We studied the steady-state pharmacokinetic profile of topiramate (TPM) as a function of dose and the effects of comedication with carbamazepine (CBZ). We enrolled 12 patients with partial epilepsy receiving chronic stable doses of CBZ 300-800 mg every 8 h. In a 6-week period, TPM was added and doses were increased at approximately 2-week intervals from 100 to 200 to 400 mg every 12 h and stabilized at the highest tolerated dose to as high as 400 mg every 12 h. CBZ was tapered in the next 4 weeks when possible, and TPM was maintained as monotherapy at the highest stabilized dose for 2 more weeks. Plasma and urine samples were collected before TPM dosing, after each TPM dose increase, and during TPM monotherapy. Dose-normalized results (n = 10) for TPM area under the curve from 0 to 12 h (AUC(0-12)), Cmin(0), and Cavg indicated that TPM exhibits linear plasma pharmacokinetics over the dose range of 100- to 400-mg every 12 h when administered with CBZ. Mean TPM AUC(0-12), Cmax, Cmin(0), and Cavg values were approximately 40% lower during CBZ treatment as compared with those during TPM monotherapy (n = 3). TPM oral and nonrenal clearance rates were approximately two- to threefold higher, whereas TPM renal clearance was unchanged during concomitant CBZ treatment (n = 3). There were no significant changes in total and unbound CBZ and CBZ-epoxide (CBZ-E) pharmacokinetics during TPM administration (n = 10).
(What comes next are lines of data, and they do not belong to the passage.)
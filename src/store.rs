//! Request-scoped key-value scratch store.
//!
//! Lets an early handler hand data to a later one (a loaded user, a parsed
//! token) without either knowing about the other. Values are type-erased;
//! readers name the type they expect.

use std::any::Any;
use std::collections::HashMap;
use std::collections::hash_map::Entry;
use std::fmt;

/// String-keyed storage for arbitrary values, living as long as one request.
///
/// [`set`](Store::set) never overwrites; [`force_set`](Store::force_set)
/// always does.
#[derive(Default)]
pub struct Store {
    entries: HashMap<String, Box<dyn Any + Send>>,
}

impl Store {
    pub fn new() -> Self {
        Self::default()
    }

    /// Stores `value` under `key` unless the key is already present.
    ///
    /// Returns `false` and leaves the existing value untouched when it is.
    pub fn set<V: Any + Send>(&mut self, key: impl Into<String>, value: V) -> bool {
        match self.entries.entry(key.into()) {
            Entry::Occupied(_) => false,
            Entry::Vacant(slot) => {
                slot.insert(Box::new(value));
                true
            }
        }
    }

    /// Stores `value` under `key`, replacing whatever was there.
    pub fn force_set<V: Any + Send>(&mut self, key: impl Into<String>, value: V) {
        self.entries.insert(key.into(), Box::new(value));
    }

    /// Returns the value under `key` if present and of type `V`.
    pub fn get<V: Any>(&self, key: &str) -> Option<&V> {
        self.entries.get(key)?.downcast_ref()
    }

    pub fn get_mut<V: Any>(&mut self, key: &str) -> Option<&mut V> {
        self.entries.get_mut(key)?.downcast_mut()
    }

    /// Whether `key` holds a value of any type.
    pub fn contains(&self, key: &str) -> bool {
        self.entries.contains_key(key)
    }

    /// Removes `key`. Absent keys are ignored.
    pub fn delete(&mut self, key: &str) {
        self.entries.remove(key);
    }

    pub fn len(&self) -> usize {
        self.entries.len()
    }

    pub fn is_empty(&self) -> bool {
        self.entries.is_empty()
    }
}

impl fmt::Debug for Store {
    fn fmt(&self, f: &mut fmt::Formatter<'_>) -> fmt::Result {
        f.debug_set().entries(self.entries.keys()).finish()
    }
}
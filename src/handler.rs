//! Handler trait, type erasure, and handler chains.
//!
//! # How handlers are stored
//!
//! A route owns an ordered list of handlers of *different* concrete types, and
//! a router owns many routes. Rust collections hold one concrete type, so each
//! handler is erased once, at registration, behind `dyn ErasedHandler`:
//!
//! ```text
//! fn hello(ctx: &mut Context, req: &Request, res: &mut Response) { … }   ← user writes this
//!        ↓ router.get("/", hello)
//! hello.into_boxed_handler()                                             ← Handler blanket impl
//!        ↓
//! Arc::new(FnHandler(hello))                                             ← heap-allocated wrapper
//!        ↓  stored as BoxedHandler = Arc<dyn ErasedHandler>
//! handler.call(ctx, req, res)  when the context reaches it               ← one vtable dispatch
//! ```
//!
//! Handlers are synchronous. Control passes down the chain only when a
//! handler calls [`Context::next`]; code after that call runs once everything
//! downstream has returned.

use std::sync::Arc;

use crate::context::Context;
use crate::request::Request;
use crate::response::Response;

// ── Internal types ────────────────────────────────────────────────────────────

/// Internal dispatch interface.
///
/// `#[doc(hidden)] pub` rather than `pub(crate)` because it appears in the
/// return type of the public `Handler` trait's `into_boxed_handler` method.
#[doc(hidden)]
pub trait ErasedHandler {
    fn call(&self, ctx: &mut Context, req: &Request, res: &mut Response);
}

/// A type-erased handler shared by every request that reaches its route.
///
/// Cloning is one atomic increment. A mounted handler is the same
/// `BoxedHandler` in every route it was resolved into.
pub type BoxedHandler = Arc<dyn ErasedHandler + Send + Sync + 'static>;

// ── Public Handler trait ──────────────────────────────────────────────────────

/// Implemented for every valid handler.
///
/// You never implement this yourself. It is automatically satisfied for any
/// function or closure with the signature:
///
/// ```text
/// fn name(ctx: &mut Context, req: &Request, res: &mut Response)
/// ```
///
/// Closures need their parameter types spelled out, since the router accepts
/// handlers generically:
///
/// ```rust
/// use switchyard::{Context, Request, Response, Router};
///
/// let greeting = String::from("hello");
/// let app = Router::new().get("/", move |_: &mut Context, _: &Request, res: &mut Response| {
///     res.write_str(&greeting);
/// });
/// # let _ = app;
/// ```
///
/// The trait is **sealed**: only the blanket impl below can satisfy it.
pub trait Handler: private::Sealed + Send + Sync + 'static {
    #[doc(hidden)]
    fn into_boxed_handler(self) -> BoxedHandler;
}

mod private {
    pub trait Sealed {}
}

impl<F> private::Sealed for F
where
    F: Fn(&mut Context, &Request, &mut Response) + Send + Sync + 'static,
{
}

impl<F> Handler for F
where
    F: Fn(&mut Context, &Request, &mut Response) + Send + Sync + 'static,
{
    fn into_boxed_handler(self) -> BoxedHandler {
        Arc::new(FnHandler(self))
    }
}

/// Newtype bridging a concrete handler `F` to the trait-object world.
struct FnHandler<F>(F);

impl<F> ErasedHandler for FnHandler<F>
where
    F: Fn(&mut Context, &Request, &mut Response),
{
    fn call(&self, ctx: &mut Context, req: &Request, res: &mut Response) {
        (self.0)(ctx, req, res)
    }
}

// ── Handler chains ────────────────────────────────────────────────────────────

/// Anything that can be registered as a route's handler chain.
///
/// Implemented for a single [`Handler`], for tuples of up to eight handlers
/// (run left to right), and for an already-erased `Vec<BoxedHandler>`:
///
/// ```rust,no_run
/// # use switchyard::{Context, Request, Response, Router};
/// # fn load_user(_: &mut Context, _: &Request, _: &mut Response) {}
/// # fn show_user(_: &mut Context, _: &Request, _: &mut Response) {}
/// Router::new()
///     .get("/user/:id", show_user)
///     .get("/user/:id/hello", (load_user, show_user));
/// ```
///
/// The marker parameter `M` only keeps the impls apart; callers never name it.
pub trait IntoChain<M> {
    fn into_chain(self) -> Vec<BoxedHandler>;
}

#[doc(hidden)]
pub enum Single {}

impl<H: Handler> IntoChain<Single> for H {
    fn into_chain(self) -> Vec<BoxedHandler> {
        vec![self.into_boxed_handler()]
    }
}

impl IntoChain<Vec<BoxedHandler>> for Vec<BoxedHandler> {
    fn into_chain(self) -> Vec<BoxedHandler> {
        self
    }
}

macro_rules! impl_into_chain_for_tuple {
    ($($h:ident),+) => {
        impl<$($h: Handler),+> IntoChain<($($h,)+)> for ($($h,)+) {
            #[allow(non_snake_case)]
            fn into_chain(self) -> Vec<BoxedHandler> {
                let ($($h,)+) = self;
                vec![$($h.into_boxed_handler()),+]
            }
        }
    };
}

impl_into_chain_for_tuple!(H1, H2);
impl_into_chain_for_tuple!(H1, H2, H3);
impl_into_chain_for_tuple!(H1, H2, H3, H4);
impl_into_chain_for_tuple!(H1, H2, H3, H4, H5);
impl_into_chain_for_tuple!(H1, H2, H3, H4, H5, H6);
impl_into_chain_for_tuple!(H1, H2, H3, H4, H5, H6, H7);
impl_into_chain_for_tuple!(H1, H2, H3, H4, H5, H6, H7, H8);

// ── Responders ────────────────────────────────────────────────────────────────

/// Error responder invoked by [`Context::fail`] with the failure message and
/// status code.
pub type ErrorHandler = Arc<dyn Fn(&Request, &mut Response, &str, u16) + Send + Sync + 'static>;

/// Writes `message` as a plain-text body with status `code`.
///
/// The body is the message followed by a newline. This is the responder a
/// router uses until [`Router::error_handler`](crate::Router::error_handler)
/// replaces it.
pub fn default_error_handler(_req: &Request, res: &mut Response, message: &str, code: u16) {
    plain_text(res, message, code);
}

/// Responds `404` with `404 page not found`.
///
/// Used by a router until [`Router::not_found`](crate::Router::not_found)
/// replaces it.
pub fn default_not_found(_ctx: &mut Context, _req: &Request, res: &mut Response) {
    plain_text(res, "404 page not found", 404);
}

fn plain_text(res: &mut Response, message: &str, code: u16) {
    res.set_status(code);
    res.set_header("content-type", "text/plain; charset=utf-8");
    res.set_header("x-content-type-options", "nosniff");
    res.write_str(message);
    res.write(b"\n");
}

#[cfg(test)]
mod tests {
    use super::*;
    use crate::method::Method;
    use crate::pattern::Params;

    fn a(_: &mut Context, _: &Request, res: &mut Response) { res.write_str("a") }
    fn b(_: &mut Context, _: &Request, res: &mut Response) { res.write_str("b") }

    fn run(chain: Vec<BoxedHandler>) -> Response {
        let req = Request::new(Method::Get, "/");
        let mut res = Response::new();
        let mut ctx = Context::new(Vec::new().into(), Params::new(), Arc::new(default_error_handler));
        for handler in &chain {
            handler.call(&mut ctx, &req, &mut res);
        }
        res
    }

    #[test]
    fn single_handler_is_a_chain_of_one() {
        assert_eq!(a.into_chain().len(), 1);
    }

    #[test]
    fn tuples_keep_their_order() {
        let chain = (a, b, a).into_chain();
        assert_eq!(chain.len(), 3);
        assert_eq!(run(chain).text(), "aba");
    }

    #[test]
    fn erased_vec_passes_through() {
        let chain = vec![b.into_boxed_handler(), a.into_boxed_handler()].into_chain();
        assert_eq!(run(chain).text(), "ba");
    }

    #[test]
    fn default_error_handler_writes_plain_text() {
        let req = Request::new(Method::Get, "/");
        let mut res = Response::new();
        default_error_handler(&req, &mut res, "boom", 500);
        assert_eq!(res.status(), 500);
        assert_eq!(res.text(), "boom\n");
        assert_eq!(res.header("content-type"), Some("text/plain; charset=utf-8"));
        assert_eq!(res.header("x-content-type-options"), Some("nosniff"));
    }
}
TPM pharmacokinetics during concomitant CBZ treatment were significantly different from those during TPM monotherapy, suggesting that metabolic clearance of TPM increases when CBZ is coadministered. When CBZ is reduced or discontinued, TPM doses may need to be lowered to maintain equivalent plasma concentrations. Adjusting the CBZ dose for pharmacokinetic reasons when TPM is administered as adjunctive treatment does not appear to be necessary.